**Exercise brief**
With the first line as the start and the line containing "pub enum AppError" as the end, write out every line of the records exactly.

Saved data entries
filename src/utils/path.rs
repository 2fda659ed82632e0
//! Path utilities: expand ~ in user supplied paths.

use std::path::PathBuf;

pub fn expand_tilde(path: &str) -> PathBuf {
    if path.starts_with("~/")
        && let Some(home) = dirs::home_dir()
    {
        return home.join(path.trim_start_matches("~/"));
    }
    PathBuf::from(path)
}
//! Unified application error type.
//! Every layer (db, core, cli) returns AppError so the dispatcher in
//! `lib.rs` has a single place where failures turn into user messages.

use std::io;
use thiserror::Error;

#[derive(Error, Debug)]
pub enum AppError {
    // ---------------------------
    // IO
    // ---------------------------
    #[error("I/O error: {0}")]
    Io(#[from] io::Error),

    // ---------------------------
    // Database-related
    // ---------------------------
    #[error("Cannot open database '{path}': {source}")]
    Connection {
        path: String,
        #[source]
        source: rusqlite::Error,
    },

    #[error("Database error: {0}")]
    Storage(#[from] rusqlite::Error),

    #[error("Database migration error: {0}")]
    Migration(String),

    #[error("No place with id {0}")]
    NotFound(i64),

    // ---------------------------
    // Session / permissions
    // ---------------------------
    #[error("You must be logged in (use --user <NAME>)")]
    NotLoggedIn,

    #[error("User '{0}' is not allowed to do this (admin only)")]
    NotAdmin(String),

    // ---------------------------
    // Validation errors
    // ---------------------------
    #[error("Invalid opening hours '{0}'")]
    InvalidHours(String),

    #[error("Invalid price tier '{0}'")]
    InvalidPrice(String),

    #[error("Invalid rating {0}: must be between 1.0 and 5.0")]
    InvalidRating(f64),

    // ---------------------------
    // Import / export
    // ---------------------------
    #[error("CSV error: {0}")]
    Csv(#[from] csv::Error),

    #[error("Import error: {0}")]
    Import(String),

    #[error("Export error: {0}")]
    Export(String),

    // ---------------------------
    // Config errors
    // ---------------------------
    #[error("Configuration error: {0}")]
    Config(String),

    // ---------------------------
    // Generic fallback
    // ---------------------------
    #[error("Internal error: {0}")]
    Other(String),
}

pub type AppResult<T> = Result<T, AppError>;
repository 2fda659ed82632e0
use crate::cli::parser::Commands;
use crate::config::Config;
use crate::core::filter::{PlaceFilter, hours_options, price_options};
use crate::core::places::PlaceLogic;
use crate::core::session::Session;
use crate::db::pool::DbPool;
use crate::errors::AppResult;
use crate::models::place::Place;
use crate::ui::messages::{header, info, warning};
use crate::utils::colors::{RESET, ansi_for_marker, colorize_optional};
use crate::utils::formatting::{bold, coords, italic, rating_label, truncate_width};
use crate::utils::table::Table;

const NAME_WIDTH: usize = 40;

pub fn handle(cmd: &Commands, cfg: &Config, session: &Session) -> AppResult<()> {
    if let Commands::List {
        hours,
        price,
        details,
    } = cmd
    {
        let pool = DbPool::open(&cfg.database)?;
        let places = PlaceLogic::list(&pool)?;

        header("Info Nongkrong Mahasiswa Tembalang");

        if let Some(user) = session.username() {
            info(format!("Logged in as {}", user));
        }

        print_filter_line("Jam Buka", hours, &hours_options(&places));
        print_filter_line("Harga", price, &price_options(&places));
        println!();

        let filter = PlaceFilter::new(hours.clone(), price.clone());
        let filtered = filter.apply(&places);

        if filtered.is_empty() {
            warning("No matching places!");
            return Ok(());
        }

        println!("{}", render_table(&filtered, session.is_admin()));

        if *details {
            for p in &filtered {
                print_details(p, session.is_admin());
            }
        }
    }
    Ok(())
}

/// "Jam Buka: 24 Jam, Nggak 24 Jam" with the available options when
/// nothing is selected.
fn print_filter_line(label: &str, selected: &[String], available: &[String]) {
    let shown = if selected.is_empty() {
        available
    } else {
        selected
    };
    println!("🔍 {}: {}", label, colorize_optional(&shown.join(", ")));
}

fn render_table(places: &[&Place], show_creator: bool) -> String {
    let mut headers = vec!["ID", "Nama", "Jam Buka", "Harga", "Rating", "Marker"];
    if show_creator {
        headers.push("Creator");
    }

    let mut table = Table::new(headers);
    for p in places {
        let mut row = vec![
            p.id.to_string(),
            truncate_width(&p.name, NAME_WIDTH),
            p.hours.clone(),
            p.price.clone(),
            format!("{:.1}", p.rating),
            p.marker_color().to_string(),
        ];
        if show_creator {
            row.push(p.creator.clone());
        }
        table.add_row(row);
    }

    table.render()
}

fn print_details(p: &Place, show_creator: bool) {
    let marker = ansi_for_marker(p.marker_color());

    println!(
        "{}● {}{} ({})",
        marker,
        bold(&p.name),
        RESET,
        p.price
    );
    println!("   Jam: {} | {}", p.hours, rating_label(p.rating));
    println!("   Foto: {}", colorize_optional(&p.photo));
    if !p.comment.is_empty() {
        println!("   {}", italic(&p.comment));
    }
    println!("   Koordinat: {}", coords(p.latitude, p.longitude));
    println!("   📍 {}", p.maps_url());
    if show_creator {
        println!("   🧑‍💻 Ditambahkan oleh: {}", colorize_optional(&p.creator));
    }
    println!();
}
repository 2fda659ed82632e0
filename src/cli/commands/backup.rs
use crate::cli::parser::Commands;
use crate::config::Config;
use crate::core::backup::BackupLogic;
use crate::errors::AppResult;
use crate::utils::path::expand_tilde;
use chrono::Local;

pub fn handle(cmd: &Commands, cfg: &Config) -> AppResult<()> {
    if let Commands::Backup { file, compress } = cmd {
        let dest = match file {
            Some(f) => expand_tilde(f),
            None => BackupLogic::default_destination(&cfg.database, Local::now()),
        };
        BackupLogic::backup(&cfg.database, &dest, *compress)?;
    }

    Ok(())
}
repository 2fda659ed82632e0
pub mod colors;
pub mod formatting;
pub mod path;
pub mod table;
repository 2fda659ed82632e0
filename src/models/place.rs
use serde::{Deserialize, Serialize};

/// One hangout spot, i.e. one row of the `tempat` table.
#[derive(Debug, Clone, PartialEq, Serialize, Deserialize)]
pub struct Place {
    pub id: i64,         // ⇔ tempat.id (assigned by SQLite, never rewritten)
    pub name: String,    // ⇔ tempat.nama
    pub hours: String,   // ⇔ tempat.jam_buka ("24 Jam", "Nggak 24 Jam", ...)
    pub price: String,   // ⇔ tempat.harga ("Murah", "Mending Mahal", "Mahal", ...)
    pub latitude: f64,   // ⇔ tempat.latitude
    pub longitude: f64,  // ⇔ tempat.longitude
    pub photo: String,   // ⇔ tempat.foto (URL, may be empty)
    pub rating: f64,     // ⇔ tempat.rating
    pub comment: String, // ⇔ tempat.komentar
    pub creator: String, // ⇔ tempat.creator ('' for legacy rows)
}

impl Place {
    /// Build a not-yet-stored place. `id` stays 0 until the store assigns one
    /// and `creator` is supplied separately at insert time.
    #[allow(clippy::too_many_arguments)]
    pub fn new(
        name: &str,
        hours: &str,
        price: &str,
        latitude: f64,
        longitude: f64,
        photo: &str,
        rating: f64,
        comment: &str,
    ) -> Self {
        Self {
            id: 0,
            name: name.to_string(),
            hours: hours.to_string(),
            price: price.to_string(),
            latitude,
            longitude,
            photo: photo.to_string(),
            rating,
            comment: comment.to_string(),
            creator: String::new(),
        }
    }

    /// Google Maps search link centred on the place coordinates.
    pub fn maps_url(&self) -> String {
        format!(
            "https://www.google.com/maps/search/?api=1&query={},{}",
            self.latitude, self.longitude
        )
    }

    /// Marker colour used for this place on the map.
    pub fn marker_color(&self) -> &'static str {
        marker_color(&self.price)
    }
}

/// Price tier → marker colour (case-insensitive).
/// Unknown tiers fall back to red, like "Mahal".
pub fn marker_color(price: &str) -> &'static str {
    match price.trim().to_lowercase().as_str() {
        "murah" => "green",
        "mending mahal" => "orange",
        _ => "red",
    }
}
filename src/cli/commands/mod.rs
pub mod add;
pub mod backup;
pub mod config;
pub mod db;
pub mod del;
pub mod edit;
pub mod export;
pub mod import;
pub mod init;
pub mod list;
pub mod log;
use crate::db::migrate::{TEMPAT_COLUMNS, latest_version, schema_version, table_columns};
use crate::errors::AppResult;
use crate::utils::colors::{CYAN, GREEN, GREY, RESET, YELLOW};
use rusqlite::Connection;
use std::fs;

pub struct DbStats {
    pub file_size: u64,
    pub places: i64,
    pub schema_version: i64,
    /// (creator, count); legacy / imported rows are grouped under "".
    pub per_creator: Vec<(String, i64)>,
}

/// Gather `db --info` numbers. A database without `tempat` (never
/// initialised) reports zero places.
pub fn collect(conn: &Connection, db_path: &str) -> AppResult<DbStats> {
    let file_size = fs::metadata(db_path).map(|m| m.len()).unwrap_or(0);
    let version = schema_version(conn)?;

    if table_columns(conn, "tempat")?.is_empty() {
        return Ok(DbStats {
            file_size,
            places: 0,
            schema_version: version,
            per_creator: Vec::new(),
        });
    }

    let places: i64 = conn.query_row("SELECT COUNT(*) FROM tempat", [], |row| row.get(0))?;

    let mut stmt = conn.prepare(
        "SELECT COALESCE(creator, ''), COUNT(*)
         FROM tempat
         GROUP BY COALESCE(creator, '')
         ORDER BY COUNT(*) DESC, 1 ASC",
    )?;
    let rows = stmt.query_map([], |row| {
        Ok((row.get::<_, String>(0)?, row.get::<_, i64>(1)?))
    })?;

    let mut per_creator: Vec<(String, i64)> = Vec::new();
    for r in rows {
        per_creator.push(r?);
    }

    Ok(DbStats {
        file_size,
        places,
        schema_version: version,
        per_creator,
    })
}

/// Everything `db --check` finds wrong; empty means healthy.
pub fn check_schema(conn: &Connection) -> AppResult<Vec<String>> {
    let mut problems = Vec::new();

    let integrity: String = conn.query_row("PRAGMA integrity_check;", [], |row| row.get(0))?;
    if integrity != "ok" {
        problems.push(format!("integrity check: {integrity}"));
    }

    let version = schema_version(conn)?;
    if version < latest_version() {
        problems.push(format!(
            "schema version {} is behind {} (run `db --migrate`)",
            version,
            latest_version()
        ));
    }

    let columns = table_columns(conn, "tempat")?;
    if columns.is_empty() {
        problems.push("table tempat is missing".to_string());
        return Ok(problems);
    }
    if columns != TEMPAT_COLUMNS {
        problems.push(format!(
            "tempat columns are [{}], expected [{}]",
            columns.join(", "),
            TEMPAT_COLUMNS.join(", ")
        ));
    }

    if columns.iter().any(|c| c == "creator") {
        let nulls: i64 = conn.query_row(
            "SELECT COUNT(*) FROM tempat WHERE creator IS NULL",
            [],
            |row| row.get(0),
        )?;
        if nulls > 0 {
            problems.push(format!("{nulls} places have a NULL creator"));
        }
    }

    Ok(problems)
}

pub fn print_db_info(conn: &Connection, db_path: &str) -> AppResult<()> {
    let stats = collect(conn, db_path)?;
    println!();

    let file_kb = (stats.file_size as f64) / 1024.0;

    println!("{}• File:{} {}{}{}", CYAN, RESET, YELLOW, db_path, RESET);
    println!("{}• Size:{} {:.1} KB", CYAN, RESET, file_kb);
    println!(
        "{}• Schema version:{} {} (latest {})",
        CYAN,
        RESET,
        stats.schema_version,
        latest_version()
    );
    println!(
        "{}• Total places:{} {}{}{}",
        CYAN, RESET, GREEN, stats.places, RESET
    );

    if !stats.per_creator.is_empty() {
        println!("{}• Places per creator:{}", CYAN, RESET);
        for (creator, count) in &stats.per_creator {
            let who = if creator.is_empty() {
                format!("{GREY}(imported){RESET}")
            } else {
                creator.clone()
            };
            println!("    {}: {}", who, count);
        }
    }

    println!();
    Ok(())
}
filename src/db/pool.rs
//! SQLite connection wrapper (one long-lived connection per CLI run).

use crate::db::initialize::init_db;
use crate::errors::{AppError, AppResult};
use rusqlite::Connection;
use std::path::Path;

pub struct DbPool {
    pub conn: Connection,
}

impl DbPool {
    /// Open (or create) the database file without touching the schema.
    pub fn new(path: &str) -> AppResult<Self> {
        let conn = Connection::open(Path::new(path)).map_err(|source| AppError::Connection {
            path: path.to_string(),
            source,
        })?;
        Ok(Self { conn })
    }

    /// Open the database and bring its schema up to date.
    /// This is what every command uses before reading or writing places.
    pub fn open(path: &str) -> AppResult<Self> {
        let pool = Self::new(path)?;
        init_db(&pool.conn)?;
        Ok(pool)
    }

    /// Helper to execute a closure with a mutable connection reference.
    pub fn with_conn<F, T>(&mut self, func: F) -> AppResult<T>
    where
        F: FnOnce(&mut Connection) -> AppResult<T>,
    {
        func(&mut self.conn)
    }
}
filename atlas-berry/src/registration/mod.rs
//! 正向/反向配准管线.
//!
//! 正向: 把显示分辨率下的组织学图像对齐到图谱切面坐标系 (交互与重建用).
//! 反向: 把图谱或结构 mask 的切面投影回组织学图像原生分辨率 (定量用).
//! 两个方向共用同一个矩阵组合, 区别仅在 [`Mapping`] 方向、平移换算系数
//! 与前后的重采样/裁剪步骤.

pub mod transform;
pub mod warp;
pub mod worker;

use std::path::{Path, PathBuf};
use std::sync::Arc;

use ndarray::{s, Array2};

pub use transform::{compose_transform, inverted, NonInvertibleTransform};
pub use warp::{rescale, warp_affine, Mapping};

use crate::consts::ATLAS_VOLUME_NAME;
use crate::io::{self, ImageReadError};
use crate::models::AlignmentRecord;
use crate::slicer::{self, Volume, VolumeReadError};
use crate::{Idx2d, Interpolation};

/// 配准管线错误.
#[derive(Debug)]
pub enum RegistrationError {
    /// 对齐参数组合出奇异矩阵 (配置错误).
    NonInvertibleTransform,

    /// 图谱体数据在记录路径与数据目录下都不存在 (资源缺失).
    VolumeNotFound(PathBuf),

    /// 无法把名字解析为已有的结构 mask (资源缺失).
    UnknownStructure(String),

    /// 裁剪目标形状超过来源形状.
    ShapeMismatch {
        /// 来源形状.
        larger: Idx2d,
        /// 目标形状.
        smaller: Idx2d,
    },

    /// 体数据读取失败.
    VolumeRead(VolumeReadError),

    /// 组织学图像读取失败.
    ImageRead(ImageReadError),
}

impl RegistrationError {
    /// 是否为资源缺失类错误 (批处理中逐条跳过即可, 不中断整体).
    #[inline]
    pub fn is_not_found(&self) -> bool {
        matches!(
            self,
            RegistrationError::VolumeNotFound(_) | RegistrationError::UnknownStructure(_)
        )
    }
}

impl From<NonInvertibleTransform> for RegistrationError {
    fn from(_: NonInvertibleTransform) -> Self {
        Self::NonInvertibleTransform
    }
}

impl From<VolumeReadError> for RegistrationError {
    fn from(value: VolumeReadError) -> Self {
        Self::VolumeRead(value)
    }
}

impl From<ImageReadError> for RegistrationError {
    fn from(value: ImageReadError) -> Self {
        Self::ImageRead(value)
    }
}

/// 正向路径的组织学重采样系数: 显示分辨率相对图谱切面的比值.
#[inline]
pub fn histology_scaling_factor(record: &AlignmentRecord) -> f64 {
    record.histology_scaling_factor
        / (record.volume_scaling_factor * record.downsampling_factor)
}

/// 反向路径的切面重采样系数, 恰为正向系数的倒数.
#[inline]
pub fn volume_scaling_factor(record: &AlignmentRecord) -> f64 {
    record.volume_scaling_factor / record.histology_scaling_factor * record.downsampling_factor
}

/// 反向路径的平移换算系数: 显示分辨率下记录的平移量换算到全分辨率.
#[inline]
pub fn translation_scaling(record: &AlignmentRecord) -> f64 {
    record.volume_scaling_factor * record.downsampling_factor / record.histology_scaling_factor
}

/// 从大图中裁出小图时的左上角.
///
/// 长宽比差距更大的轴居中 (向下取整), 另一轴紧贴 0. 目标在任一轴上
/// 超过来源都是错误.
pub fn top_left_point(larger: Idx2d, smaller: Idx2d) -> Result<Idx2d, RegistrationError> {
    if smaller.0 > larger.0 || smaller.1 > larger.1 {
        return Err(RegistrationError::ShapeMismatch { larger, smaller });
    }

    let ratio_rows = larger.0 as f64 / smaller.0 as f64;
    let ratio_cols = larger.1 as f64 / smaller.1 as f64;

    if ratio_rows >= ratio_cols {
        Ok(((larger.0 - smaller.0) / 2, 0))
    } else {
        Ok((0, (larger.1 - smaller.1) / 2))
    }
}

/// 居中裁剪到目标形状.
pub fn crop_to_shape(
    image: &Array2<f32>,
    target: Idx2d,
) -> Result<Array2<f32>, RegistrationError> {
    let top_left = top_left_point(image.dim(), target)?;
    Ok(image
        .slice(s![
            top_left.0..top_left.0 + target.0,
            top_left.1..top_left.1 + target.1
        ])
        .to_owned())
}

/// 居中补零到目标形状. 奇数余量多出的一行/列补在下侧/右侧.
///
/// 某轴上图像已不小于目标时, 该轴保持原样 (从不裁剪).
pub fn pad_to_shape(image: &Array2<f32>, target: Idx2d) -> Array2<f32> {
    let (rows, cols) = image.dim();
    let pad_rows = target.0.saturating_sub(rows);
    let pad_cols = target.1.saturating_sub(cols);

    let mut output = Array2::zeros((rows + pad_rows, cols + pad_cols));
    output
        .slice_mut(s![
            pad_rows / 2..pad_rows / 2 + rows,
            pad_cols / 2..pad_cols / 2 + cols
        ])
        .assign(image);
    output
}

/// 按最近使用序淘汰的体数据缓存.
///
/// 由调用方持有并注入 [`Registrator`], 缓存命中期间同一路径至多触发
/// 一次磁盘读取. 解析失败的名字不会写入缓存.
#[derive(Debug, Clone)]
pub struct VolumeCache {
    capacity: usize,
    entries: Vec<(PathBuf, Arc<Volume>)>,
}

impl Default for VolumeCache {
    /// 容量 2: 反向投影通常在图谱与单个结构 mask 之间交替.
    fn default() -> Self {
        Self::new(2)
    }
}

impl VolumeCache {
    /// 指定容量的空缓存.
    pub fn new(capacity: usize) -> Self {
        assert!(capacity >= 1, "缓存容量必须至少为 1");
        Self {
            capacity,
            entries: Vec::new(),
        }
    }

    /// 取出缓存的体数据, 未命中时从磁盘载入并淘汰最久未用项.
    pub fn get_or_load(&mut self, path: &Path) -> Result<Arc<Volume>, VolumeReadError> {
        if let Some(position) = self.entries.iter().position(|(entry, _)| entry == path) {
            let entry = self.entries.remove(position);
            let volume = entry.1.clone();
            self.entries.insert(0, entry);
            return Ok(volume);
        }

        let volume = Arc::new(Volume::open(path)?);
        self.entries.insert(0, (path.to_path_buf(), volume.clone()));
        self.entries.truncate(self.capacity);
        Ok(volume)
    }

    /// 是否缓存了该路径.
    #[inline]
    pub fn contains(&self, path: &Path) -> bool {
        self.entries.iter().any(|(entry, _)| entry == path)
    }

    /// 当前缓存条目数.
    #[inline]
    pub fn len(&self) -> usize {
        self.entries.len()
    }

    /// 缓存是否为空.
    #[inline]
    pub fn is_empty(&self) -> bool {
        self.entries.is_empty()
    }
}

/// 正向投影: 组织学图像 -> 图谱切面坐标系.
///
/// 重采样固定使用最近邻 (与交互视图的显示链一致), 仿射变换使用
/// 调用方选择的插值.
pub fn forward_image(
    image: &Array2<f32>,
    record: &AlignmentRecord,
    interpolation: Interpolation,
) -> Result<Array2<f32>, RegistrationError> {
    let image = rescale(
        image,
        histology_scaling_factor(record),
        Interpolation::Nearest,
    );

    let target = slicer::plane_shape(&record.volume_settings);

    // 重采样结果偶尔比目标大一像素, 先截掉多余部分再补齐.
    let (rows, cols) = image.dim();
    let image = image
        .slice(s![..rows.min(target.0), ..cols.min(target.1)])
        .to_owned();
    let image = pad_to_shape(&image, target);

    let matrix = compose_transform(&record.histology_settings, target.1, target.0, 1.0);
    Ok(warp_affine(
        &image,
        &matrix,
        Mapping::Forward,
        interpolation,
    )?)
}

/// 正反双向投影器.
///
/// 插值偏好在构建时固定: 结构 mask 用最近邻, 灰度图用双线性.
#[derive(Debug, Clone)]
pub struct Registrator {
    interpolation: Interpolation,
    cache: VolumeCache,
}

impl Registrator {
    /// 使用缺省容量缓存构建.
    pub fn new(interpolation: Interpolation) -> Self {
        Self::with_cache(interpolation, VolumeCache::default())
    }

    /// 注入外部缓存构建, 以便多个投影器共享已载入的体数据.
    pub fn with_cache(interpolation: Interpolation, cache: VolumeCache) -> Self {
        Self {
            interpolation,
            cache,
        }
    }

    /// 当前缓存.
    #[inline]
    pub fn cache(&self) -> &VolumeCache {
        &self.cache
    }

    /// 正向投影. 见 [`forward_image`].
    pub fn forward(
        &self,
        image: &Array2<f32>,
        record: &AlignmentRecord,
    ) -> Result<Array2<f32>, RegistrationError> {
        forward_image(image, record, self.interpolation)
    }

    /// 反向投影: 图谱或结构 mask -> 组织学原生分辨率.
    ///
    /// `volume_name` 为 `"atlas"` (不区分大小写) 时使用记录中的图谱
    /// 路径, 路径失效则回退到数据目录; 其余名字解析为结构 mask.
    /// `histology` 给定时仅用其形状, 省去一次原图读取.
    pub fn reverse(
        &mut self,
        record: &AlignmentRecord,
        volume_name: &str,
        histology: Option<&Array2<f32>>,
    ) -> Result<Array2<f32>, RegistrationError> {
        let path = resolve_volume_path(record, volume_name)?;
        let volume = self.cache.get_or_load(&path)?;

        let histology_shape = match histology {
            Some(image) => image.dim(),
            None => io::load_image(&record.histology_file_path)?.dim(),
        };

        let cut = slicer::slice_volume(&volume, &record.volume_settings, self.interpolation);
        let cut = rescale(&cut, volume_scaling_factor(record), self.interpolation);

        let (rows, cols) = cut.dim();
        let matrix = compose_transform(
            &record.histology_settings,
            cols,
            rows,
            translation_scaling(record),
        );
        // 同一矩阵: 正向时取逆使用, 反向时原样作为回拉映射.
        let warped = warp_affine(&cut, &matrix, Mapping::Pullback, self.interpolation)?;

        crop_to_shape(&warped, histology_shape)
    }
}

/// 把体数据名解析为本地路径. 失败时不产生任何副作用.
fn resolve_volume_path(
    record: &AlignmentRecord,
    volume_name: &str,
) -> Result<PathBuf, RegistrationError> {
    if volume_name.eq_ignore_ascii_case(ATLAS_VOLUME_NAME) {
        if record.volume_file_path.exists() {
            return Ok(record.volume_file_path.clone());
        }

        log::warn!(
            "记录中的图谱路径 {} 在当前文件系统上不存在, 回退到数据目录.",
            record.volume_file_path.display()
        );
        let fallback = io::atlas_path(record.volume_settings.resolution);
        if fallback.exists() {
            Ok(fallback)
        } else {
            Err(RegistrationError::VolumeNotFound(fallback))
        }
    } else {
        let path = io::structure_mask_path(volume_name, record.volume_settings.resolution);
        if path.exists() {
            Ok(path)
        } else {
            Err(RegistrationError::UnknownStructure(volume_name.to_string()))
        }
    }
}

**Result of the exercise**
filename src/utils/path.rs
repository 2fda659ed82632e0
//! Path utilities: expand ~ in user supplied paths.

use std::path::PathBuf;

pub fn expand_tilde(path: &str) -> PathBuf {
    if path.starts_with("~/")
        && let Some(home) = dirs::home_dir()
    {
        return home.join(path.trim_start_matches("~/"));
    }
    PathBuf::from(path)
}
//! Unified application error type.
//! Every layer (db, core, cli) returns AppError so the dispatcher in
//! `lib.rs` has a single place where failures turn into user messages.

use std::io;
use thiserror::Error;

#[derive(Error, Debug)]
pub enum AppError {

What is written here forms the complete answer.